§ **Work required**
Copy out each line of the material in which the word "StaticModuleLoader" appears.

§ **Extracted information**
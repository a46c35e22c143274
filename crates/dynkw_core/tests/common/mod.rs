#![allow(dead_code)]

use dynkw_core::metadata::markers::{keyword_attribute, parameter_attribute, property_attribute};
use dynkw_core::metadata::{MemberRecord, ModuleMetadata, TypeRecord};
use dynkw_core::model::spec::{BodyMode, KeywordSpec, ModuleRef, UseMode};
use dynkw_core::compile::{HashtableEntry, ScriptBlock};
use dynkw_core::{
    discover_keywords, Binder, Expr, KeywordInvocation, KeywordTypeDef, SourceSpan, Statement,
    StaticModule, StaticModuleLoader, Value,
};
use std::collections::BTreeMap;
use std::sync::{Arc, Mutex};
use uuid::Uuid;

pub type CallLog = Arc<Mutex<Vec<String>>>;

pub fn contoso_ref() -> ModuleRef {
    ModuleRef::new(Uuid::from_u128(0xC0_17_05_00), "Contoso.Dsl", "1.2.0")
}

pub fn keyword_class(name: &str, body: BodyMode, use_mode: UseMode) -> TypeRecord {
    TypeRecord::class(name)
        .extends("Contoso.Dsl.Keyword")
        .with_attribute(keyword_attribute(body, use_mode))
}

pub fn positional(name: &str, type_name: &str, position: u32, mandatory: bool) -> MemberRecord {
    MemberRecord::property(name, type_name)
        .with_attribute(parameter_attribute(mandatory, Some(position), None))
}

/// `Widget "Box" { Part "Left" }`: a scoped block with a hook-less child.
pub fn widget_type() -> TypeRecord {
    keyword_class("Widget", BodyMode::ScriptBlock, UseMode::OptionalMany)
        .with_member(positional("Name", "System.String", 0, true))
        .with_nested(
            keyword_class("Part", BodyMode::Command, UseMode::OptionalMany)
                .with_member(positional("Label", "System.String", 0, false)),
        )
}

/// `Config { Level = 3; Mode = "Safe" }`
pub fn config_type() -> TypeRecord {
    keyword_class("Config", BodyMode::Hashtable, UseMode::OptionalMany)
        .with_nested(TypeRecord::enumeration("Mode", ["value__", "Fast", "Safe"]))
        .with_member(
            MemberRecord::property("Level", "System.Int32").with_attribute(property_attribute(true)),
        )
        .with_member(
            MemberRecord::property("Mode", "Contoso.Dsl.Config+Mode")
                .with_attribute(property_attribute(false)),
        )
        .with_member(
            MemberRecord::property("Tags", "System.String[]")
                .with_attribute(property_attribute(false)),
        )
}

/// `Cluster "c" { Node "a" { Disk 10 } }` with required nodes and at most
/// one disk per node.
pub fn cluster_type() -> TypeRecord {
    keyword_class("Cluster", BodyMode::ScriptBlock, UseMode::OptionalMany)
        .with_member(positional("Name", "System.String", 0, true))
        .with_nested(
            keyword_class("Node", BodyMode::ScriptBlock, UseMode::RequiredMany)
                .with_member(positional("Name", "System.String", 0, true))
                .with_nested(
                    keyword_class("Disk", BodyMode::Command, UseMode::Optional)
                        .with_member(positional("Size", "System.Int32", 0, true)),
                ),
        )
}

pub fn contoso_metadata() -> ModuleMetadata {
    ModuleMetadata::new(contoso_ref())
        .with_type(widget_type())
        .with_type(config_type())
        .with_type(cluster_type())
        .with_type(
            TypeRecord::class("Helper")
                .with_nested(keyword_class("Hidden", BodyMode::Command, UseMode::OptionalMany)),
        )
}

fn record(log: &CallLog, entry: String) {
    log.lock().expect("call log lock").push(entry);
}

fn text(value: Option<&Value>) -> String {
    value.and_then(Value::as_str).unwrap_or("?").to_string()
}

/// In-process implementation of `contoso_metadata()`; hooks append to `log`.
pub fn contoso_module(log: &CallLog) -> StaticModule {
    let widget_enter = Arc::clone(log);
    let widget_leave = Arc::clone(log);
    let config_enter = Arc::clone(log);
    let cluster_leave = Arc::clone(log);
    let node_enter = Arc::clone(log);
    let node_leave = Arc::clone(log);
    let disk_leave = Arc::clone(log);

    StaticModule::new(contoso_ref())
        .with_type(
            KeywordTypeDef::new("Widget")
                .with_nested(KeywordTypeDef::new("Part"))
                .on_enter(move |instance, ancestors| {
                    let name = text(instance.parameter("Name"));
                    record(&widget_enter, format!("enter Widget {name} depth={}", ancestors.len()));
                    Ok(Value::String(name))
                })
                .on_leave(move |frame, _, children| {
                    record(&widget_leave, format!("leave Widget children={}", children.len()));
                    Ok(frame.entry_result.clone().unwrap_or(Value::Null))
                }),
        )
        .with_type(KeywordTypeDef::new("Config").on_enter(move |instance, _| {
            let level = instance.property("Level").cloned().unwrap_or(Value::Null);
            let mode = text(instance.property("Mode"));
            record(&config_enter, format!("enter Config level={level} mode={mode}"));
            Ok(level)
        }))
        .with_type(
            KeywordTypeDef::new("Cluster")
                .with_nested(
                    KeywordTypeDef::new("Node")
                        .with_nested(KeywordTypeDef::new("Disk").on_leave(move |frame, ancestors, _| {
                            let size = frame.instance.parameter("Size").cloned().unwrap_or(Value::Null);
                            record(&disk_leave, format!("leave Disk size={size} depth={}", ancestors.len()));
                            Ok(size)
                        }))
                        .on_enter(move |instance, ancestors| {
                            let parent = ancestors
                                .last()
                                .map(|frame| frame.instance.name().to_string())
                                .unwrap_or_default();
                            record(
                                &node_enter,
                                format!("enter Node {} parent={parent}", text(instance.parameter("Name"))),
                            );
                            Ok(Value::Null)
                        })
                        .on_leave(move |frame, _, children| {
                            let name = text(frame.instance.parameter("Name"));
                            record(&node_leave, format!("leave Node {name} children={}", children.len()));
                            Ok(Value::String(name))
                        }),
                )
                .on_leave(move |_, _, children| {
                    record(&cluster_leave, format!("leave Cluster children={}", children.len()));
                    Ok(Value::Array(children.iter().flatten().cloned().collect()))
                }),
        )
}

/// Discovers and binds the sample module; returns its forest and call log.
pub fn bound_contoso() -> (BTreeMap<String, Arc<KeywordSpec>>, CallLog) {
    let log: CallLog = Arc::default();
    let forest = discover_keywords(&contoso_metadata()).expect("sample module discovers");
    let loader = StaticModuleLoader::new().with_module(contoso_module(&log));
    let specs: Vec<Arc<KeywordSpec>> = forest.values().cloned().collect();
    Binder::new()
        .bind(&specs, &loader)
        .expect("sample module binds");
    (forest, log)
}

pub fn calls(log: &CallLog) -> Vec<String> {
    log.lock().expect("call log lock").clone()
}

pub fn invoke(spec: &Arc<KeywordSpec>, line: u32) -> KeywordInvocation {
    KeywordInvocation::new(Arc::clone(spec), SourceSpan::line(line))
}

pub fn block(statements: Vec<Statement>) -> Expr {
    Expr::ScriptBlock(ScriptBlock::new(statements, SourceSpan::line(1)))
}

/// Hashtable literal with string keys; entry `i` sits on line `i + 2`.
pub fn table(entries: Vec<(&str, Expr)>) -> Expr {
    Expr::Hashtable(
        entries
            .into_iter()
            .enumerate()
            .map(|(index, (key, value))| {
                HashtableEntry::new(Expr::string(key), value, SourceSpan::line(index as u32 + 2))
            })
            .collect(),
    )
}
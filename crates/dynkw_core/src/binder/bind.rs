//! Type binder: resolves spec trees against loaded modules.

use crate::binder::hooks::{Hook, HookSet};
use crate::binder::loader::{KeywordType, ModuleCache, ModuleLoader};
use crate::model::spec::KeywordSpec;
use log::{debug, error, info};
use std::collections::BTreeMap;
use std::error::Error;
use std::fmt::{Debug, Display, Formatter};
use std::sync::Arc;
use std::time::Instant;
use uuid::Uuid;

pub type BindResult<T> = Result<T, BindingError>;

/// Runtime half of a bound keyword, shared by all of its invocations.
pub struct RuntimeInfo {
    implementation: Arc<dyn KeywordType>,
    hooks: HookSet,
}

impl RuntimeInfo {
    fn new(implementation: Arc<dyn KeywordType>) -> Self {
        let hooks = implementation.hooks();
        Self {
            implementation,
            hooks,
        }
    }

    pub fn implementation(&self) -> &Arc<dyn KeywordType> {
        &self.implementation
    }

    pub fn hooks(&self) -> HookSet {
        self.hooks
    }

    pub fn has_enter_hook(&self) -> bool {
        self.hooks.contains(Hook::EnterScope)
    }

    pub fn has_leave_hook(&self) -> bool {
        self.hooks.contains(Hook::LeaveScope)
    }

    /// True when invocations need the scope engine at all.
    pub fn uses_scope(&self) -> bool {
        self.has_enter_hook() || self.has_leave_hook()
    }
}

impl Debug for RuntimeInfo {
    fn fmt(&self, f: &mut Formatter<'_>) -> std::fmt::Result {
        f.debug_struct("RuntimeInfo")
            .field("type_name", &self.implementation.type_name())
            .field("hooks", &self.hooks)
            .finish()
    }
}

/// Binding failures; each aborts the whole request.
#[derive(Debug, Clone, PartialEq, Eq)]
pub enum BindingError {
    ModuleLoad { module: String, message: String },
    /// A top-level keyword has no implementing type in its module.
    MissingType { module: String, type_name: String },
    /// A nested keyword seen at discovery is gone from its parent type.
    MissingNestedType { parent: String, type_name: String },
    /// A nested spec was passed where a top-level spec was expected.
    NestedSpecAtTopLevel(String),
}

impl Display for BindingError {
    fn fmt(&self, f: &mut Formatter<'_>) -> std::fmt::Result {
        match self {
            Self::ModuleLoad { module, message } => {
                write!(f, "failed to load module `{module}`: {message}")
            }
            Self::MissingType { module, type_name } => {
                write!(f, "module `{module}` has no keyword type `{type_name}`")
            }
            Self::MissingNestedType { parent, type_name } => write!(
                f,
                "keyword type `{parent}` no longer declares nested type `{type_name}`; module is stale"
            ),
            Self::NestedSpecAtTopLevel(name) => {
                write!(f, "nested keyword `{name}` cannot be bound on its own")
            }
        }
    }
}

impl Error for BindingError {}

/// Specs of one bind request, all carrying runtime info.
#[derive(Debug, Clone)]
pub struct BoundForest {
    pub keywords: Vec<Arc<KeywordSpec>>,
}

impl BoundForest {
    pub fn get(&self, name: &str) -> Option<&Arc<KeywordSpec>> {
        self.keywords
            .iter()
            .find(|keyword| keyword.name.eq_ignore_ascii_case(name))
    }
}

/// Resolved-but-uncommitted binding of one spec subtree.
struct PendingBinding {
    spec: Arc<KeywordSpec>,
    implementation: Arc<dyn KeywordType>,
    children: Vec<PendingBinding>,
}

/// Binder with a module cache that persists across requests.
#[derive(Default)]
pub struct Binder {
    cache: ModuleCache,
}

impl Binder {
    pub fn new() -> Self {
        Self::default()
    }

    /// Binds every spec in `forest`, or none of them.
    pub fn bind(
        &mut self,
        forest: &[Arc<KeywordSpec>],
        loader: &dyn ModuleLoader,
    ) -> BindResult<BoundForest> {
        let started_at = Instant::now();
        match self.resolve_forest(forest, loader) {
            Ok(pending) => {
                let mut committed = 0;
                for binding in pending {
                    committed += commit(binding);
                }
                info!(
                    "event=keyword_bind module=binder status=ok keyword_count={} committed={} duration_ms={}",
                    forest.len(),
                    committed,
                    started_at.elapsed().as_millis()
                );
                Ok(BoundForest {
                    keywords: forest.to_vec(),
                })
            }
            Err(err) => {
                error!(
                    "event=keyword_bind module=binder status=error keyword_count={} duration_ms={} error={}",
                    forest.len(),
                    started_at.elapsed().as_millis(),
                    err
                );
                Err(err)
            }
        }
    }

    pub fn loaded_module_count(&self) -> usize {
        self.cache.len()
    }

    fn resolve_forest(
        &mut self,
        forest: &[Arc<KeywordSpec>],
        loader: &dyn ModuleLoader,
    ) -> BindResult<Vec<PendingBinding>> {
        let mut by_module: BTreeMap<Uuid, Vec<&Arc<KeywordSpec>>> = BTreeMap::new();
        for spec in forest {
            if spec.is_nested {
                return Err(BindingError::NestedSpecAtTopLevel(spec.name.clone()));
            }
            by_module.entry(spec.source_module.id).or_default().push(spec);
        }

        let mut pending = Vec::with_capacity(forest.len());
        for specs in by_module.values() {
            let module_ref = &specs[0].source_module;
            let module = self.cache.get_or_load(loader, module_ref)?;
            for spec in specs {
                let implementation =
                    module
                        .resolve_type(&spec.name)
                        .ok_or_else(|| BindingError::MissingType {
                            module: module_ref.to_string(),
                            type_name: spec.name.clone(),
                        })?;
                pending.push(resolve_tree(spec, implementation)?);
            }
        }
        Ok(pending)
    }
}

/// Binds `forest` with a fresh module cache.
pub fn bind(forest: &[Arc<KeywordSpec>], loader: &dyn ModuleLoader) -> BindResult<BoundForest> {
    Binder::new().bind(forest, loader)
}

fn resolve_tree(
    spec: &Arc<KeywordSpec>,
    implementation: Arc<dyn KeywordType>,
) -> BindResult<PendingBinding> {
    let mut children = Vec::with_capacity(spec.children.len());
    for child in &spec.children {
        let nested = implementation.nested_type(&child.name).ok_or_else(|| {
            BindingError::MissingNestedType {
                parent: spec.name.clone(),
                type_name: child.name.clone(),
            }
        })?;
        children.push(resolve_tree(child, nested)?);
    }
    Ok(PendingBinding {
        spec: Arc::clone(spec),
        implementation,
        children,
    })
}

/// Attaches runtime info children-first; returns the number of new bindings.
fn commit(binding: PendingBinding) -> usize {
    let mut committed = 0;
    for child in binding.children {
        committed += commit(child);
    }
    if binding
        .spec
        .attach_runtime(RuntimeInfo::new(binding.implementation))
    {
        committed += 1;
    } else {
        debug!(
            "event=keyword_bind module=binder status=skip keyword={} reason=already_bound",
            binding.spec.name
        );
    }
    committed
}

§ **Response below**
    StaticModule, StaticModuleLoader, Value,
    let loader = StaticModuleLoader::new().with_module(contoso_module(&log));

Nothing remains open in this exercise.